**Task objective**
Only lines holding the word "groupID" are wanted. Copy them from the listing below.

##### Raw data

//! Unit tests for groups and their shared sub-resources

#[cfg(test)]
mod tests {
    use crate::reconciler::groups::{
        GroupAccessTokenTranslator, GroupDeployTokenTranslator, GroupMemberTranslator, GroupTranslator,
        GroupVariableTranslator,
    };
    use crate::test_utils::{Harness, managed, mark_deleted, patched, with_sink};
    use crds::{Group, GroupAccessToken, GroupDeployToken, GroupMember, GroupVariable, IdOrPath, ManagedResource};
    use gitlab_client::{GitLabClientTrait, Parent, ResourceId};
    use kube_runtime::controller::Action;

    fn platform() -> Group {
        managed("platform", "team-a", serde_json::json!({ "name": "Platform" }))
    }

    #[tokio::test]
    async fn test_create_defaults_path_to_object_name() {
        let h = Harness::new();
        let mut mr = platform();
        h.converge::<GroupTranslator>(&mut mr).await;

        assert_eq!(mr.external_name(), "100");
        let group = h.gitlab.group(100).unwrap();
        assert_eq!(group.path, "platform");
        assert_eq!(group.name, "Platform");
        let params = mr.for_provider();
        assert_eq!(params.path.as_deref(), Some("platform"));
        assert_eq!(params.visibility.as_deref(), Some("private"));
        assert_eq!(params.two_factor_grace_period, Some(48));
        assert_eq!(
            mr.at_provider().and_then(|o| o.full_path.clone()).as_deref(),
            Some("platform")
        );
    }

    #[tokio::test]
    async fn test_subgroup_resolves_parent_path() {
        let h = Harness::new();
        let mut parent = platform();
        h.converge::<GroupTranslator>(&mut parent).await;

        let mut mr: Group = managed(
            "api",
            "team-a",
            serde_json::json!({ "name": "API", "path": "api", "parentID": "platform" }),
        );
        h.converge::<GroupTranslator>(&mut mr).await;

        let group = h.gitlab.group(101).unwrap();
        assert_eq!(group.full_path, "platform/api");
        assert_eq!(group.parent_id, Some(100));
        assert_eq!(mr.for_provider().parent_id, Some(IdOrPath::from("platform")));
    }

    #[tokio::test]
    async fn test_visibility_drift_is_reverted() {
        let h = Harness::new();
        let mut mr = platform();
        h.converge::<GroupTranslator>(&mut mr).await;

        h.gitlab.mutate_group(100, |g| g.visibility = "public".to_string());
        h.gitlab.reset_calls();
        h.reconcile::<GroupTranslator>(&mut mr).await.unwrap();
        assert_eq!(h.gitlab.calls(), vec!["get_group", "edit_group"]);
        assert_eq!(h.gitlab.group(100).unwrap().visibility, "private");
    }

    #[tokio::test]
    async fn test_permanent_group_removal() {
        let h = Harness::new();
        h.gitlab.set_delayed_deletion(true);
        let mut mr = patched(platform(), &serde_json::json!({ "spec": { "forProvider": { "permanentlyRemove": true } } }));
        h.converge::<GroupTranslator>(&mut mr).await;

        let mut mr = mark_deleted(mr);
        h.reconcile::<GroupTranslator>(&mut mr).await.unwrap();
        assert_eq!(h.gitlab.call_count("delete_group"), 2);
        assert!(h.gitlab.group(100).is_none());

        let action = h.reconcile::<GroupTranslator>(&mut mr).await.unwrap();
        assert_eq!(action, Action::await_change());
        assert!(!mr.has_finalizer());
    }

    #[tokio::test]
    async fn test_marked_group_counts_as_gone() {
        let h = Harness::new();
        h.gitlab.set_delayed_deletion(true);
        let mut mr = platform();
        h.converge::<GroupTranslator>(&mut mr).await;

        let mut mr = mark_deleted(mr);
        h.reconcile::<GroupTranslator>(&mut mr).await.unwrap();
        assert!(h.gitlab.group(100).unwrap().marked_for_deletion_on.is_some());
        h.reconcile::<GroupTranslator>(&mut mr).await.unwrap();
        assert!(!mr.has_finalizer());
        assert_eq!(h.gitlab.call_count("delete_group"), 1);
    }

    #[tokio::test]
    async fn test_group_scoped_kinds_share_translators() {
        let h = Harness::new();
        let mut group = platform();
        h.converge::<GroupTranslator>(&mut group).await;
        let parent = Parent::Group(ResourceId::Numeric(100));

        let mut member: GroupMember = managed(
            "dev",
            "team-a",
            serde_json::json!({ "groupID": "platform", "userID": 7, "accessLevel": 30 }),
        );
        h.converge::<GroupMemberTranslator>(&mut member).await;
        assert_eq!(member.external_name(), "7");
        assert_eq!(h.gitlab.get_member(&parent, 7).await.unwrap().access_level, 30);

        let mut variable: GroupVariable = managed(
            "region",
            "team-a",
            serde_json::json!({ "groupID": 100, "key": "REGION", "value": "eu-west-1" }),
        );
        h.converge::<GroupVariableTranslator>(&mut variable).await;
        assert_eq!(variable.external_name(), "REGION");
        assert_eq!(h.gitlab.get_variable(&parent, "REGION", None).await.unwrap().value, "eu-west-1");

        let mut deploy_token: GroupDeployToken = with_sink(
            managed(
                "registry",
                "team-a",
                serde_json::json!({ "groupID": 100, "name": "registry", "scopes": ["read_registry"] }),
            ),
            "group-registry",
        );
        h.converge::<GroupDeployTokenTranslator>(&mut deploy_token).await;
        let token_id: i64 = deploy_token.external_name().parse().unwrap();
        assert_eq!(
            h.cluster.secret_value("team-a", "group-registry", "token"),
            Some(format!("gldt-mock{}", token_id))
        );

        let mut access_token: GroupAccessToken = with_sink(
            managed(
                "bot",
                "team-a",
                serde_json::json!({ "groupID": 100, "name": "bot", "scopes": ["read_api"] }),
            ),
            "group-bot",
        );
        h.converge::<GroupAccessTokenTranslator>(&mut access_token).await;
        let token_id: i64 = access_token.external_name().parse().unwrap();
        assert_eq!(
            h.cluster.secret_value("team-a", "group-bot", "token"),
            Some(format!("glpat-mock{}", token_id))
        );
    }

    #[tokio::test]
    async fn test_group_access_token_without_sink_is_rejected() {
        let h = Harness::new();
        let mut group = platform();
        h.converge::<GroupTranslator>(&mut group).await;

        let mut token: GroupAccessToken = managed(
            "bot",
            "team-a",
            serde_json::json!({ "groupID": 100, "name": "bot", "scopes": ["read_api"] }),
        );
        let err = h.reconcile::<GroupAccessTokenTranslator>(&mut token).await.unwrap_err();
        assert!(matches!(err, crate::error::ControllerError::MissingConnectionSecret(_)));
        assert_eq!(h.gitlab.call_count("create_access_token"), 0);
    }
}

##########

**Expected output**
            serde_json::json!({ "groupID": "platform", "userID": 7, "accessLevel": 30 }),
            serde_json::json!({ "groupID": 100, "key": "REGION", "value": "eu-west-1" }),
                serde_json::json!({ "groupID": 100, "name": "registry", "scopes": ["read_registry"] }),
                serde_json::json!({ "groupID": 100, "name": "bot", "scopes": ["read_api"] }),
            serde_json::json!({ "groupID": 100, "name": "bot", "scopes": ["read_api"] }),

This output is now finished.